---- GIVEN RECORDS

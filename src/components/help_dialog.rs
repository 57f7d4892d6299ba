//! Help dialog component
//!
//! Displays all keyboard shortcuts available on a step.

use crate::action::Action;
use crate::component::Component;
use crate::components::centered_popup;
use crate::i18n::Translator;
use anyhow::Result;
use crossterm::event::{KeyCode, KeyEvent};
use ratatui::{
    layout::Rect,
    style::{Color, Modifier, Style},
    text::{Line, Span},
    widgets::{Block, Borders, Clear, Paragraph, Scrollbar, ScrollbarOrientation, ScrollbarState},
    Frame,
};

/// Help dialog showing all keyboard shortcuts
pub struct HelpDialog {
    pub scroll_offset: usize,
    /// Number of configured locale-switch keys (F1..Fn)
    locale_count: usize,
}

impl HelpDialog {
    pub fn new(locale_count: usize) -> Self {
        Self {
            scroll_offset: 0,
            locale_count,
        }
    }
}

impl Component for HelpDialog {
    fn handle_key_event(&mut self, key: KeyEvent) -> Result<Option<Action>> {
        let action = match key.code {
            KeyCode::Esc | KeyCode::Char('q') | KeyCode::Char('?') => {
                self.scroll_offset = 0;
                Some(Action::CloseModal)
            }
            KeyCode::Char('j') | KeyCode::Down => {
                self.scroll_offset = self.scroll_offset.saturating_add(1);
                None
            }
            KeyCode::Char('k') | KeyCode::Up => {
                self.scroll_offset = self.scroll_offset.saturating_sub(1);
                None
            }
            _ => None,
        };
        Ok(action)
    }

    fn draw(&mut self, frame: &mut Frame, area: Rect, i18n: &dyn Translator) -> Result<()> {
        let dialog_area = centered_popup(area, 60, 16);
        frame.render_widget(Clear, dialog_area);

        let content = build_help_content(i18n, self.locale_count);
        let total = content.len();
        let visible_height = dialog_area.height.saturating_sub(2) as usize;

        // Clamp scroll offset
        let max_scroll = total.saturating_sub(visible_height);
        if self.scroll_offset > max_scroll {
            self.scroll_offset = max_scroll;
        }

        let paragraph = Paragraph::new(content)
            .block(
                Block::default()
                    .borders(Borders::ALL)
                    .title(format!(" {} ", i18n.t("common:help_title")))
                    .title_style(Style::default().fg(Color::Cyan).add_modifier(Modifier::BOLD))
                    .border_style(Style::default().fg(Color::Cyan)),
            )
            .scroll((self.scroll_offset as u16, 0));

        frame.render_widget(paragraph, dialog_area);

        if total > visible_height {
            let mut scrollbar_state =
                ScrollbarState::new(max_scroll).position(self.scroll_offset);

            frame.render_stateful_widget(
                Scrollbar::new(ScrollbarOrientation::VerticalRight)
                    .begin_symbol(Some("↑"))
                    .end_symbol(Some("↓")),
                dialog_area.inner(ratatui::layout::Margin {
                    vertical: 1,
                    horizontal: 0,
                }),
                &mut scrollbar_state,
            );
        }

        Ok(())
    }
}

/// Label for the locale-switch keys, `None` when no locale is configured
fn locale_keys(count: usize) -> Option<String> {
    match count {
        0 => None,
        1 => Some("F1".to_string()),
        2 => Some("F1 F2".to_string()),
        n => Some(format!("F1-F{n}")),
    }
}

/// Build the help content with all keyboard shortcuts
fn build_help_content(i18n: &dyn Translator, locale_count: usize) -> Vec<Line<'static>> {
    let mut shortcuts = vec![
        ("j/k ↑/↓".to_string(), "common:help.move"),
        ("Space 1-9".to_string(), "common:help.select"),
        ("Enter n".to_string(), "common:help.confirm"),
        ("b ⌫".to_string(), "common:help.back"),
    ];
    if let Some(keys) = locale_keys(locale_count) {
        shortcuts.push((keys, "common:help.locale"));
    }
    shortcuts.push(("?".to_string(), "common:help.help"));
    shortcuts.push(("q Esc".to_string(), "common:help.quit"));

    let mut lines = vec![Line::from("")];
    for (key, description) in shortcuts {
        lines.push(Line::from(vec![
            Span::styled(
                format!("  {:12}", key),
                Style::default().fg(Color::Cyan).add_modifier(Modifier::BOLD),
            ),
            Span::styled(i18n.t(description), Style::default().fg(Color::White)),
        ]));
    }

    lines.push(Line::from(""));
    lines.push(Line::from(Span::styled(
        format!("  q / Esc / ?  {}", i18n.t("common:help.close")),
        Style::default().fg(Color::DarkGray),
    )));

    lines
}

#[cfg(test)]
mod tests {
    use super::*;
    use crate::i18n::{Catalog, Locale};
    use crossterm::event::KeyModifiers;

    fn help_text(locale_count: usize) -> String {
        let catalog = Catalog::embedded(Locale::new("en"));
        build_help_content(&catalog, locale_count)
            .iter()
            .flat_map(|line| line.spans.iter().map(|s| s.content.to_string()))
            .collect()
    }

    #[test]
    fn test_help_content_is_translated() {
        let text = help_text(2);
        assert!(text.contains("F1 F2"));
        assert!(text.contains("Switch language"));
        assert!(!text.contains("common:help"));
    }

    #[test]
    fn test_locale_keys_follow_configured_count() {
        assert!(help_text(1).contains("F1 "));
        assert!(!help_text(1).contains("F2"));
        assert!(help_text(4).contains("F1-F4"));

        let none = help_text(0);
        assert!(!none.contains("F1"));
        assert!(!none.contains("Switch language"));
    }

    #[test]
    fn test_close_resets_scroll() {
        let mut dialog = HelpDialog::new(2);
        dialog
            .handle_key_event(KeyEvent::new(KeyCode::Down, KeyModifiers::NONE))
            .unwrap();
        assert_eq!(dialog.scroll_offset, 1);

        let action = dialog
            .handle_key_event(KeyEvent::new(KeyCode::Char('?'), KeyModifiers::NONE))
            .unwrap();
        assert_eq!(action, Some(Action::CloseModal));
        assert_eq!(dialog.scroll_offset, 0);
    }
}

--------

▶ TASK DETAILS: What lines above contain the word "keyboard"? Please copy each one.

▶ REPLY TO THE TASK:
//! Displays all keyboard shortcuts available on a step.
/// Help dialog showing all keyboard shortcuts
/// Build the help content with all keyboard shortcuts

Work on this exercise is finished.